Aim of the task:
Each line of the data below that contains "true" must be copied.

======== Exercise material

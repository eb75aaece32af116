//! goldsrc-mdl: GoldSrc studio model (MDL version 10) decoder
//!
//! Decodes a complete `.mdl` buffer into an engine-agnostic data model:
//! bone hierarchy with bind matrices, indexed triangle meshes with raw texel
//! UVs, palette textures converted to RGBA, and keyframe sequences.
//!
//! Malformed or modded files are handled defensively. Only header problems and
//! an unreadable bone table fail the decode; a bad texture, mesh, model, body
//! part or sequence is replaced or skipped and reported as a
//! [`DecodeWarning`].
//!
//! # Usage
//!
//! ```ignore
//! use goldsrc_mdl::decode;
//!
//! let data = std::fs::read("scientist.mdl").unwrap();
//! let mdl = decode(&data).unwrap();
//!
//! println!("Model: {}", mdl.header.name);
//! for joint in mdl.skeleton.joints() {
//!     println!("  bone {}", joint.name);
//! }
//! for warning in &mdl.warnings {
//!     println!("  warning: {warning}");
//! }
//! ```

mod bone;
mod clip;
mod cursor;
mod error;
mod geometry;
mod header;
mod mesh;
mod model;
mod sequence;
mod skeleton;
mod texture;

pub use bone::Bone;
pub use clip::{
    AnimationClip, BoneTrack, DEFAULT_FRAME_RATE, build_clip, build_clips, euler_to_quat,
};
pub use cursor::{ByteCursor, fixed_str};
pub use error::{DecodeWarning, MdlError, Result};
pub use geometry::{MeshGeometry, build_model_geometry};
pub use header::{Header, Section, parse_header};
pub use mesh::{BodyPart, Mesh, Model, Trivert, expand_fan, expand_strip};
pub use model::{DecodeOptions, Mdl, decode, decode_with_options, load_file};
pub use sequence::{BoneFrames, Event, Sequence};
pub use skeleton::{Joint, Skeleton, bone_local_matrix};
pub use texture::{
    ImageSource, MISSING_PIXEL, Texture, TextureFlags, TextureImage, checkerboard, flip_rows,
    palette_rgba,
};

// =============================================================================
// Format Constants
// =============================================================================

/// File tag
pub const MDL_MAGIC: &[u8; 4] = b"IDST";

/// The only supported version
pub const MDL_VERSION: i32 = 10;

/// Size of the fixed file header
pub const HEADER_SIZE: usize = 244;

/// Bone record size
pub const BONE_SIZE: usize = 112;

/// Texture record size
pub const TEXTURE_SIZE: usize = 80;

/// Body part record size
pub const BODY_PART_SIZE: usize = 76;

/// Model record size
pub const MODEL_SIZE: usize = 112;

/// Mesh record size
pub const MESH_SIZE: usize = 20;

/// Trivert size inside the triangle command stream
pub const TRIVERT_SIZE: usize = 8;

/// Stride between sequence records
pub const SEQUENCE_SIZE: usize = 176;

/// Event record size
pub const EVENT_SIZE: usize = 72;

/// One `(pos, rot)` keyframe of one bone
pub const ANIM_FRAME_SIZE: usize = 24;

/// 256 RGB entries following each texture's indices
pub const PALETTE_SIZE: usize = 768;

/// Default bound on texture width and height
pub const MAX_TEXTURE_DIMENSION: u32 = 2048;
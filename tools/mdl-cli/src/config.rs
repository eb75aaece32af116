//! mdl.toml parsing
//!
//! ```toml
//! [decode]
//! max_texture_dimension = 2048
//! decode_texture_pixels = true
//! decode_sequences = true
//!
//! [export]
//! output_dir = "out"
//! ```
//!
//! Every section and key is optional. Unknown keys are an error.

use anyhow::{Context, Result};
use goldsrc_mdl::DecodeOptions;
use serde::Deserialize;
use std::path::{Path, PathBuf};

/// Looked up in the working directory when `--config` is not given
pub const DEFAULT_CONFIG_FILE: &str = "mdl.toml";

#[derive(Debug, Clone, Default, PartialEq, Deserialize)]
#[serde(deny_unknown_fields)]
pub struct Config {
    #[serde(default)]
    pub decode: DecodeSection,
    #[serde(default)]
    pub export: ExportSection,
}

/// Mirrors [`DecodeOptions`]
#[derive(Debug, Clone, PartialEq, Deserialize)]
#[serde(default, deny_unknown_fields)]
pub struct DecodeSection {
    pub max_texture_dimension: u32,
    pub decode_texture_pixels: bool,
    pub decode_sequences: bool,
}

impl Default for DecodeSection {
    fn default() -> Self {
        let options = DecodeOptions::default();
        Self {
            max_texture_dimension: options.max_texture_dimension,
            decode_texture_pixels: options.decode_texture_pixels,
            decode_sequences: options.decode_sequences,
        }
    }
}

impl DecodeSection {
    pub fn options(&self) -> DecodeOptions {
        DecodeOptions {
            max_texture_dimension: self.max_texture_dimension,
            decode_texture_pixels: self.decode_texture_pixels,
            decode_sequences: self.decode_sequences,
        }
    }
}

#[derive(Debug, Clone, PartialEq, Deserialize)]
#[serde(default, deny_unknown_fields)]
pub struct ExportSection {
    /// Where `mdl textures` writes PNGs unless `-o` is given
    pub output_dir: PathBuf,
}

impl Default for ExportSection {
    fn default() -> Self {
        Self {
            output_dir: PathBuf::from("out"),
        }
    }
}

impl Config {
    pub fn parse(content: &str) -> Result<Self> {
        toml::from_str(content).context("Failed to parse config")
    }

    pub fn load(path: &Path) -> Result<Self> {
        let content = std::fs::read_to_string(path)
            .with_context(|| format!("Failed to read config: {}", path.display()))?;
        Self::parse(&content).with_context(|| format!("Invalid config: {}", path.display()))
    }

    /// Load the explicit config, else `mdl.toml` in `dir` if present, else
    /// defaults.
    pub fn resolve(explicit: Option<&Path>, dir: &Path) -> Result<Self> {
        if let Some(path) = explicit {
            return Self::load(path);
        }
        let fallback = dir.join(DEFAULT_CONFIG_FILE);
        if fallback.is_file() {
            tracing::debug!("using {}", fallback.display());
            Self::load(&fallback)
        } else {
            Ok(Self::default())
        }
    }
}
//! Bone records
//!
//! # Layout (112 bytes)
//! ```text
//! 0x00: name [u8; 32]
//! 0x20: parent i32 (-1 = root)
//! 0x24: flags i32
//! 0x28: controllers [i32; 6]
//! 0x40: position vec3
//! 0x4C: rotation vec3 (radians, Euler XYZ)
//! 0x58: position scale vec3
//! 0x64: rotation scale vec3
//! ```

use glam::Vec3;

use crate::BONE_SIZE;
use crate::cursor::{ByteCursor, to_offset};
use crate::error::{MdlError, Result};
use crate::header::Header;

/// One bone exactly as stored in the file.
#[derive(Debug, Clone, PartialEq)]
pub struct Bone {
    pub name: String,
    /// Raw parent index; resolved (and sanitized) by [`crate::Skeleton`]
    pub parent: i32,
    pub flags: i32,
    pub controllers: [i32; 6],
    pub position: Vec3,
    pub rotation: Vec3,
    pub position_scale: Vec3,
    pub rotation_scale: Vec3,
}

impl Bone {
    fn read(cursor: &mut ByteCursor<'_>) -> Result<Self> {
        let name = cursor.read_fixed_string(32)?;
        let parent = cursor.read_i32()?;
        let flags = cursor.read_i32()?;
        let mut controllers = [0i32; 6];
        for controller in &mut controllers {
            *controller = cursor.read_i32()?;
        }
        Ok(Self {
            name,
            parent,
            flags,
            controllers,
            position: cursor.read_vec3()?,
            rotation: cursor.read_vec3()?,
            position_scale: cursor.read_vec3()?,
            rotation_scale: cursor.read_vec3()?,
        })
    }
}

/// Read every bone record. Any failure is fatal for the whole parse.
pub(crate) fn read_bones(cursor: &mut ByteCursor<'_>, header: &Header) -> Result<Vec<Bone>> {
    let count = header.bones.len();
    if count == 0 {
        return Ok(Vec::new());
    }

    let base = to_offset("bone", i64::from(header.bones.offset))?;
    let mut bones = Vec::with_capacity(count.min(cursor.len() / BONE_SIZE));
    for index in 0..count {
        let bone = cursor
            .seek(base + index * BONE_SIZE)
            .and_then(|()| Bone::read(cursor))
            .map_err(|source| MdlError::Bone {
                index,
                source: Box::new(source),
            })?;
        tracing::trace!(index, name = %bone.name, parent = bone.parent, "bone");
        bones.push(bone);
    }

    tracing::debug!("decoded {} bones", bones.len());
    Ok(bones)
}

================

Result of this task:
//! decode_texture_pixels = true
//! decode_sequences = true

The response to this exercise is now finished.